YOUR OBJECTIVE: What lines in the entries below contain the word "impl"? Copy all of them.

SUPPLIED RECORDS:
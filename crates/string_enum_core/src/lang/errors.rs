//! Error kind vocabulary.
//!
//! This registry exists so diagnostics and docs can treat error kind names as shared vocabulary.

use crate::errors::ErrorKind;

use super::registry::{LangItemInfo, Stability};

/// Metadata for an error kind.
pub type ErrorKindInfo = LangItemInfo<ErrorKind>;

/// Registry of error kinds.
pub const ERROR_KINDS: &[ErrorKindInfo] = &[
    ErrorKindInfo {
        id: ErrorKind::InvalidEnumValue,
        canonical: "InvalidEnumValue",
        aliases: &[],
        description: "Raised when a member is constructed without a backing value.",
        stability: Stability::Stable,
    },
    ErrorKindInfo {
        id: ErrorKind::EnumNotFound,
        canonical: "EnumNotFound",
        aliases: &[],
        description: "Raised by strict lookups when no member carries the requested value. `value_of` never raises it.",
        stability: Stability::Stable,
    },
];

/// Return the canonical spelling for an error kind (e.g. `"EnumNotFound"`).
#[inline]
pub fn as_str(kind: ErrorKind) -> &'static str {
    info_for(kind).canonical
}

/// Return the user-facing description for an error kind.
#[inline]
pub fn description(kind: ErrorKind) -> &'static str {
    info_for(kind).description
}

/// Resolve a spelling to an error kind.
///
/// Matching is case-sensitive.
pub fn from_str(name: &str) -> Option<ErrorKind> {
    ERROR_KINDS.iter().find(|e| e.matches(name)).map(|e| e.id)
}

/// Return full metadata for an error kind.
pub fn info_for(kind: ErrorKind) -> &'static ErrorKindInfo {
    match kind {
        ErrorKind::InvalidEnumValue => &ERROR_KINDS[0],
        ErrorKind::EnumNotFound => &ERROR_KINDS[1],
    }
}
//! Error taxonomy shared by member construction and strict lookups.
//!
//! Canonical kind names (`InvalidEnumValue`, `EnumNotFound`) live in the [`crate::lang::errors`]
//! registry so messages, diagnostics and docs stay aligned.

use miette::Diagnostic;
use thiserror::Error;

use crate::lang;

/// Stable identifier for an enumeration error kind.
#[derive(Debug, Clone, Copy, PartialEq, Eq, Hash)]
pub enum ErrorKind {
    /// A backing value was absent when a member was constructed.
    InvalidEnumValue,
    /// A strict lookup found no member with the requested value.
    EnumNotFound,
}

impl ErrorKind {
    /// Return the canonical kind name (e.g. `"EnumNotFound"`).
    pub fn as_str(self) -> &'static str {
        lang::errors::as_str(self)
    }
}

/// Errors raised by enumeration construction and strict lookups.
#[derive(Debug, Clone, PartialEq, Eq, Error, Diagnostic)]
pub enum EnumError {
    #[error("Invalid Enum value: null")]
    #[diagnostic(
        code(string_enum::invalid_value),
        help("member values must be present; an empty string is accepted")
    )]
    InvalidValue,

    #[error("'{value}' is an invalid value in Enum")]
    #[diagnostic(
        code(string_enum::not_found),
        help("use `value_of` for a non-failing lookup that returns `None`")
    )]
    NotFound { value: String },
}

impl EnumError {
    /// Build an `EnumNotFound` error for `value`.
    pub fn not_found(value: impl Into<String>) -> Self {
        EnumError::NotFound { value: value.into() }
    }

    /// Return the kind of this error.
    pub fn kind(&self) -> ErrorKind {
        match self {
            EnumError::InvalidValue => ErrorKind::InvalidEnumValue,
            EnumError::NotFound { .. } => ErrorKind::EnumNotFound,
        }
    }

    /// Return the canonical kind name of this error.
    pub fn kind_name(&self) -> &'static str {
        self.kind().as_str()
    }
}

#[cfg(test)]
mod tests {
    use miette::Diagnostic;

    use super::*;

    #[test]
    fn messages_are_canonical() {
        insta::assert_snapshot!(EnumError::InvalidValue.to_string(), @"Invalid Enum value: null");
        insta::assert_snapshot!(
            EnumError::not_found("DELETED").to_string(),
            @"'DELETED' is an invalid value in Enum"
        );
    }

    #[test]
    fn kinds_resolve_to_canonical_names() {
        assert_eq!(EnumError::InvalidValue.kind(), ErrorKind::InvalidEnumValue);
        assert_eq!(EnumError::InvalidValue.kind_name(), "InvalidEnumValue");
        assert_eq!(EnumError::not_found("x").kind_name(), "EnumNotFound");
    }

    #[test]
    fn diagnostic_codes_are_stable() {
        let code = EnumError::not_found("x").code().map(|c| c.to_string());
        assert_eq!(code.as_deref(), Some("string_enum::not_found"));
        let code = EnumError::InvalidValue.code().map(|c| c.to_string());
        assert_eq!(code.as_deref(), Some("string_enum::invalid_value"));
    }
}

SOLUTION:
impl ErrorKind {
impl EnumError {
    pub fn not_found(value: impl Into<String>) -> Self {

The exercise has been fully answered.